Both attach data to a send on the provider side, but they are different provider concepts:

  • tags are { name, value } labels for categorizing sends — provider dashboards and analytics group by them. Some providers carry only each tag's value, and Postmark and Mailtrap accept a single tag.
  • metadata is free-form key-value data (string | number | boolean | null values) the provider stores with the message and echoes in webhooks and events.

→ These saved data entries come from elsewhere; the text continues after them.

use log::{debug, info, trace, warn};
use rayon::prelude::*;
use std::{
    collections::HashSet,
    path::{Path, PathBuf},
};

use crate::{
    cancel::{self, CancellationToken},
    error::AnalysisError,
    parser::imports_for,
    paths::workspace_id,
    resolver::ModuleResolver,
    types::{DependencyEdge, DependencyGraph, DependencyNode},
};

/// Builds nodes and edges for `files`. Cycle flags are left unset.
///
/// Files are parsed in parallel; node order follows `files`. A file that
/// fails to parse is left out of the graph, as are imports that do not
/// resolve to a file on disk.
pub fn build_graph(
    resolver: &ModuleResolver,
    files: &[PathBuf],
    cancel: Option<&CancellationToken>,
) -> Result<DependencyGraph, AnalysisError> {
    debug!("Analyzing {} files", files.len());

    let analyzed: Vec<Option<DependencyNode>> = files
        .par_iter()
        .map(|file| {
            cancel::check(cancel)?;
            Ok(analyze_file(resolver, file))
        })
        .collect::<Result<_, AnalysisError>>()?;
    let nodes: Vec<DependencyNode> = analyzed.into_iter().flatten().collect();
    info!("Generated {} nodes", nodes.len());

    cancel::check(cancel)?;

    let edges = generate_edges(&nodes);
    info!("Generated {} edges", edges.len());

    Ok(DependencyGraph { nodes, edges })
}

fn analyze_file(resolver: &ModuleResolver, file: &Path) -> Option<DependencyNode> {
    let specs = match imports_for(file) {
        Ok(specs) => specs,
        Err(e) => {
            warn!("Failed to analyze file {}: {}", file.display(), e);
            return None;
        }
    };

    let root = resolver.root();
    let dependencies: Vec<String> = specs
        .iter()
        .filter_map(|spec| {
            let resolved = resolver.resolve(&spec.request, file);
            if resolved.is_none() {
                trace!("Dropping unresolved import '{}' in {}", spec.request, file.display());
            }
            resolved
        })
        .map(|resolved| workspace_id(root, &resolved))
        .collect();

    Some(DependencyNode {
        id: workspace_id(root, file),
        file_path: file.to_path_buf(),
        dependencies,
        has_cycle: false,
    })
}

/// One edge per distinct (node, dependency) pair whose target is a node.
pub fn generate_edges(nodes: &[DependencyNode]) -> Vec<DependencyEdge> {
    let known: HashSet<&str> = nodes.iter().map(|n| n.id.as_str()).collect();
    let mut seen: HashSet<(&str, &str)> = HashSet::new();
    let mut edges = Vec::new();

    for node in nodes {
        for dep in &node.dependencies {
            if known.contains(dep.as_str()) && seen.insert((node.id.as_str(), dep.as_str())) {
                edges.push(DependencyEdge { from: node.id.clone(), to: dep.clone() });
            }
        }
    }

    edges
}
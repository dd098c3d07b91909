use serde::Serialize;
use std::{collections::HashSet, path::PathBuf};

#[derive(Debug, Clone, PartialEq, Eq)]
pub struct Specifier {
    pub request: String,
    pub kind: SpecKind,
}

#[derive(Debug, Clone, Copy, PartialEq, Eq)]
pub enum SpecKind {
    /// `import ... from '...'`
    Import,
    /// `export ... from '...'`
    ReExport,
    /// `require('...')`
    Require,
}

/// One analyzed source file.
#[derive(Debug, Clone, PartialEq, Eq, Serialize)]
#[serde(rename_all = "camelCase")]
pub struct DependencyNode {
    /// Workspace-relative path, `/`-separated. Unique within a graph.
    pub id: String,
    pub file_path: PathBuf,
    /// Ids of resolved imports, in extraction order (duplicates kept)
    pub dependencies: Vec<String>,
    pub has_cycle: bool,
}

/// `from` imports `to`. Both ends are ids of nodes in the same graph.
#[derive(Debug, Clone, PartialEq, Eq, Hash, Serialize)]
pub struct DependencyEdge {
    pub from: String,
    pub to: String,
}

#[derive(Debug, Clone, Default, PartialEq, Eq, Serialize)]
pub struct DependencyGraph {
    pub nodes: Vec<DependencyNode>,
    pub edges: Vec<DependencyEdge>,
}

impl DependencyGraph {
    pub fn node(&self, id: &str) -> Option<&DependencyNode> {
        self.nodes.iter().find(|n| n.id == id)
    }

    /// Nodes nothing else imports. When every node is imported by another
    /// one (e.g. the whole graph is a cycle), all nodes are returned.
    pub fn roots(&self) -> Vec<&DependencyNode> {
        let imported: HashSet<&str> = self.edges.iter().map(|e| e.to.as_str()).collect();
        let roots: Vec<&DependencyNode> =
            self.nodes.iter().filter(|n| !imported.contains(n.id.as_str())).collect();
        if roots.is_empty() { self.nodes.iter().collect() } else { roots }
    }

    pub fn cyclic_nodes(&self) -> Vec<&DependencyNode> {
        self.nodes.iter().filter(|n| n.has_cycle).collect()
    }

    pub fn has_cycles(&self) -> bool {
        self.nodes.iter().any(|n| n.has_cycle)
    }
}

Support differs per provider — Resend has tags but no metadata, Iterable has metadata but no tags. Check the field support matrix before relying on either, especially for fallback routes.

Idempotency key

idempotencyKey gives the send a stable identity across retries. The send-options key wins when both are set; the message field is the fallback. Only Resend transmits it natively — see idempotency keys for per-adapter behavior.

Validation

send validates the message before any adapter runs and throws EmailValidationError (code validation_error) with one of these exact messages:

RuleError message
from is requiredEmail message requires a from address.
At least one to recipientEmail message requires at least one recipient.
subject is requiredEmail message requires a subject.
html or text is requiredEmail message requires either html or text content.
Attachments need dataAttachment "<filename>" requires content or path.

Adapters add a second fail-fast layer for fields their provider cannot represent:

smtp does not support these EmailMessage fields: tags, metadata.

That error fires before any request — fields are rejected, never silently dropped. The per-adapter availability of cc, bcc, replyTo, headers, attachments, tags, and metadata is the field support matrix.